• **DATA EXCERPTS**
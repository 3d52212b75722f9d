//! Encoding and decoding of PLI frames.
//!
//! Every request is one fixed 4-byte frame of `command`, `location`, `data`
//! and a checksum. The PLI derives the checksum from the command byte alone
//! and never checks it against the location or data bytes; that quirk is part
//! of the protocol and is kept as-is here.

use crate::error::ProtocolError;

/// Length of every command frame sent to the PLI.
pub const FRAME_LEN: usize = 4;
/// Length of the reply to a register or EEPROM read.
pub const READ_RESPONSE_LEN: usize = 2;

/// First reply byte signalling a successful operation.
pub const ACK: u8 = 0xC8;
/// Sole reply byte to the loopback probe when the PLI is reachable.
pub const LOOPBACK_ACK: u8 = 0x80;

/// Read one processor register.
pub const CMD_READ_REGISTER: u8 = 0x14;
/// Read one EEPROM cell.
pub const CMD_READ_EEPROM: u8 = 0x48;
/// Write one processor register.
pub const CMD_WRITE_REGISTER: u8 = 0x98;
/// Write one EEPROM cell.
pub const CMD_WRITE_EEPROM: u8 = 0xCA;
/// Simulate a front-panel button push.
pub const CMD_PUSH: u8 = 0x57;
/// Loopback probe, answered by [`LOOPBACK_ACK`] alone.
pub const CMD_LOOPBACK: u8 = 0xBB;

/// Build a command frame.
pub fn encode(command: u8, location: u8, data: u8) -> [u8; FRAME_LEN] {
    [command, location, data, command ^ 0xFF]
}

/// Decode a two-byte read reply into its data byte.
pub fn decode_response(response: [u8; READ_RESPONSE_LEN]) -> Result<u8, ProtocolError> {
    if response[0] == ACK {
        Ok(response[1])
    } else {
        Err(ProtocolError::from_code(response[0]))
    }
}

• **TASK STATEMENT**
Everything in the data should be copied exactly. Leave nothing out.

• **SOLVED PROBLEM**
repository 3d52212b75722f9d
//! Encoding and decoding of PLI frames.
//!
//! Every request is one fixed 4-byte frame of `command`, `location`, `data`
//! and a checksum. The PLI derives the checksum from the command byte alone
//! and never checks it against the location or data bytes; that quirk is part
//! of the protocol and is kept as-is here.

use crate::error::ProtocolError;

/// Length of every command frame sent to the PLI.
pub const FRAME_LEN: usize = 4;
/// Length of the reply to a register or EEPROM read.
pub const READ_RESPONSE_LEN: usize = 2;

/// First reply byte signalling a successful operation.
pub const ACK: u8 = 0xC8;
/// Sole reply byte to the loopback probe when the PLI is reachable.
pub const LOOPBACK_ACK: u8 = 0x80;

/// Read one processor register.
pub const CMD_READ_REGISTER: u8 = 0x14;
/// Read one EEPROM cell.
pub const CMD_READ_EEPROM: u8 = 0x48;
/// Write one processor register.
pub const CMD_WRITE_REGISTER: u8 = 0x98;
/// Write one EEPROM cell.
pub const CMD_WRITE_EEPROM: u8 = 0xCA;
/// Simulate a front-panel button push.
pub const CMD_PUSH: u8 = 0x57;
/// Loopback probe, answered by [`LOOPBACK_ACK`] alone.
pub const CMD_LOOPBACK: u8 = 0xBB;

/// Build a command frame.
pub fn encode(command: u8, location: u8, data: u8) -> [u8; FRAME_LEN] {
    [command, location, data, command ^ 0xFF]
}

/// Decode a two-byte read reply into its data byte.
pub fn decode_response(response: [u8; READ_RESPONSE_LEN]) -> Result<u8, ProtocolError> {
    if response[0] == ACK {
        Ok(response[1])
    } else {
        Err(ProtocolError::from_code(response[0]))
    }
}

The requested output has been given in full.